Additionally, supporters of Dairy Security Act argue that a highly subsidized stand-alone margin insurance program offering coverage only $0.30 per cwt less than the historical average of $8.30 per cwt will make the milk supply less responsive to negative price signals, and in the long run result in lower average milk prices and higher indemnity payments from the taxpayer to the dairy farmer. Such a scenario may be undesired, but would not be unforeseen.
Opposition to Dairy Market Stabilization Program
The DMSP portion of the DSA package has wide-spread support within the dairy farming community and its cooperative leadership, but this support is not nearly unanimous. Significant resistance with regard to the DMSP has been registered by dairy cooperatives, restaurant and food marketers, consumer groups, dairy food manufacturers, and their trade associations. These groups are concerned that artificial enhancement of milk prices through DMSP milk supply reductions will have detrimental effects on procurement costs, throughput efficiency, retail prices, consumer demand, and dairy export opportunities.

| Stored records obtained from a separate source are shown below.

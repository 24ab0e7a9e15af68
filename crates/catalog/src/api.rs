use url::Url;

/// URL builders for the three upstream endpoints.
#[derive(Debug, Clone)]
pub(crate) struct Endpoints {
    base: Url,
}

impl Endpoints {
    pub fn new(base: Url) -> Self {
        Self { base }
    }

    /// `GET /api/films/search?keyword=<query>`
    pub fn search(&self, query: &str) -> Url {
        let mut url = self.path(&["api", "films", "search"]);
        url.query_pairs_mut().append_pair("keyword", query);
        url
    }

    /// `GET /api/film/<slug>`
    pub fn detail_by_slug(&self, slug: &str) -> Url {
        self.path(&["api", "film", slug])
    }

    /// `GET /api/film?id=<id>`
    pub fn detail_by_id(&self, id: &str) -> Url {
        let mut url = self.path(&["api", "film"]);
        url.query_pairs_mut().append_pair("id", id);
        url
    }

    /// Endpoint paths are absolute: they replace any path on the base URL.
    fn path(&self, segments: &[&str]) -> Url {
        let mut url = self.base.clone();
        url.set_query(None);
        url.set_fragment(None);
        // http(s) URLs always have a path to replace.
        if let Ok(mut path) = url.path_segments_mut() {
            path.clear().extend(segments);
        }
        url
    }
}
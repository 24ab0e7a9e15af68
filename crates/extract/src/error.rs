//! Extraction Error Types
//!
//! Structured errors using `exn` for automatic location tracking and error
//! tree construction. Normalization itself never fails (unrecognised shapes
//! degrade to empty or absent results), so these only cover parsing of
//! caller-supplied values.

use derive_more::{Display, Error};

/// An extraction error with automatic location tracking.
pub type Error = exn::Exn<ErrorKind>;
/// Result type alias for extraction operations.
pub type Result<T> = std::result::Result<T, Error>;

/// Actionable error categories.
///
/// These describe what the caller should *do*, not what went wrong internally.
#[derive(Debug, Display, Error, Clone, PartialEq, Eq)]
pub enum ErrorKind {
    /// A value was found but could not be parsed.
    #[display("failed to parse field '{field}', found value: {value}")]
    ParseError {
        /// The field that failed to parse.
        field: &'static str,
        /// The offending value.
        value: String,
    },
}

impl ErrorKind {
    /// Returns `true` if retrying might succeed.
    pub fn is_retryable(&self) -> bool {
        // Parsing the same value again gives the same answer.
        false
    }
}
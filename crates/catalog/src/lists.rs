//! Static browse lists.

use time::UtcDateTime;

use crate::models::{ListEntry, YearsRequest};

const GENRES: [&str; 5] = ["Kiếm hiệp", "Tình Cảm", "Hành Động", "Hài", "Phiêu Lưu"];
const COUNTRIES: [(&str, &str); 5] = [
    ("viet-nam", "Việt Nam"),
    ("thai-lan", "Thái Lan"),
    ("han-quoc", "Hàn Quốc"),
    ("trung-quoc", "Trung Quốc"),
    ("my", "Mỹ"),
];
const FIRST_YEAR: i32 = 2010;
/// Requested bounds are clamped to `[EARLIEST_YEAR, current year + 1]`.
const EARLIEST_YEAR: i32 = 1900;

pub fn list_genres() -> Vec<String> {
    GENRES.iter().map(|g| g.to_string()).collect()
}

pub fn list_countries() -> Vec<ListEntry> {
    COUNTRIES.iter().map(|(slug, name)| ListEntry::new(*slug, *name)).collect()
}

/// Years from `to` down to `from`, inclusive. Empty when `from > to`.
///
/// Both bounds are clamped to a plausible release window first.
pub fn list_years(request: YearsRequest) -> Vec<ListEntry> {
    let current = current_year();
    let latest = current + 1;
    let from = request.from.unwrap_or(FIRST_YEAR).clamp(EARLIEST_YEAR, latest);
    let to = request.to.unwrap_or(current).clamp(EARLIEST_YEAR, latest);
    (from..=to).rev().map(|y| ListEntry::new(y.to_string(), y.to_string())).collect()
}

pub(crate) fn current_year() -> i32 {
    UtcDateTime::now().year()
}

#[cfg(test)]
mod tests {
    use super::*;
    use rstest::rstest;

    #[rstest]
    #[case(Some(2020), Some(2023), vec!["2023", "2022", "2021", "2020"])]
    #[case(Some(2023), Some(2023), vec!["2023"])]
    #[case(Some(2024), Some(2023), vec![])]
    fn test_list_years(#[case] from: Option<i32>, #[case] to: Option<i32>, #[case] expected: Vec<&str>) {
        let years: Vec<String> = list_years(YearsRequest { from, to }).into_iter().map(|e| e.slug).collect();
        assert_eq!(years, expected);
    }

    #[test]
    fn test_list_years_defaults() {
        let years = list_years(YearsRequest::default());
        assert_eq!(years.first().map(|e| e.name.clone()), Some(current_year().to_string()));
        assert_eq!(years.last().map(|e| e.slug.as_str()), Some("2010"));
    }

    #[rstest]
    #[case(Some(i32::MIN), Some(1901), vec!["1901", "1900"])]
    #[case(Some(i32::MIN), Some(i32::MIN), vec!["1900"])]
    fn test_list_years_clamps_extreme_bounds(
        #[case] from: Option<i32>,
        #[case] to: Option<i32>,
        #[case] expected: Vec<&str>,
    ) {
        let years: Vec<String> = list_years(YearsRequest { from, to }).into_iter().map(|e| e.slug).collect();
        assert_eq!(years, expected);
    }

    #[test]
    fn test_list_years_caps_far_future() {
        let years = list_years(YearsRequest { from: None, to: Some(i32::MAX) });
        assert_eq!(years.first().map(|e| e.slug.clone()), Some((current_year() + 1).to_string()));
        assert_eq!(years.last().map(|e| e.slug.as_str()), Some("2010"));
    }

    #[test]
    fn test_static_lists() {
        assert_eq!(list_genres()[0], "Kiếm hiệp");
        assert_eq!(list_countries()[0], ListEntry::new("viet-nam", "Việt Nam"));
    }
}
mod brief;
mod detail;
mod stream;

pub use self::brief::{BriefItem, Kind};
pub use self::detail::{EpisodeItem, MovieRecord, NormalizedDetail, Server};
pub use self::stream::{Stream, StreamKind};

In addition, opponents fear that once DMSP becomes part of legislation it could be easily amended by Congress to be non-voluntary or more severe in the financial penalties, a slippery slope opposition groups seek to avoid.
A MILC and Honey Compromise
With both sides in the dairy policy debate set in their positions it is difficult to see a path to compromise. How can we offer a retooled dairy farm safety net that: (i) works for small and large-scale dairy farm managers; (ii) is fiscally responsible; (iii) does not mute market supply and demand signals; and (iv) does not require a market stabilization program? We propose a new policy alternative, one we decorously label "MILC and Honey". This program would accomplish all of these goals by increasing eligibility of MILC to 4 million pounds per year and allowing farms an option to choose annually between 1) MILC participation, or 2) a stand-alone margin insurance program as their elected safety net. Specifically our proposal is for a combined program we term MILC-Insurance. This program will provide for:
- continuing to offer the MILC program and increase the MILC eligibility to 4 million pounds per fiscal/calendar year.
- farms not wishing to participate in MILC would be able to purchase margin insurance from $4.00-$6.50 per cwt.
- the choice for either MILC or margin insurance can be made each fiscal or calendar year.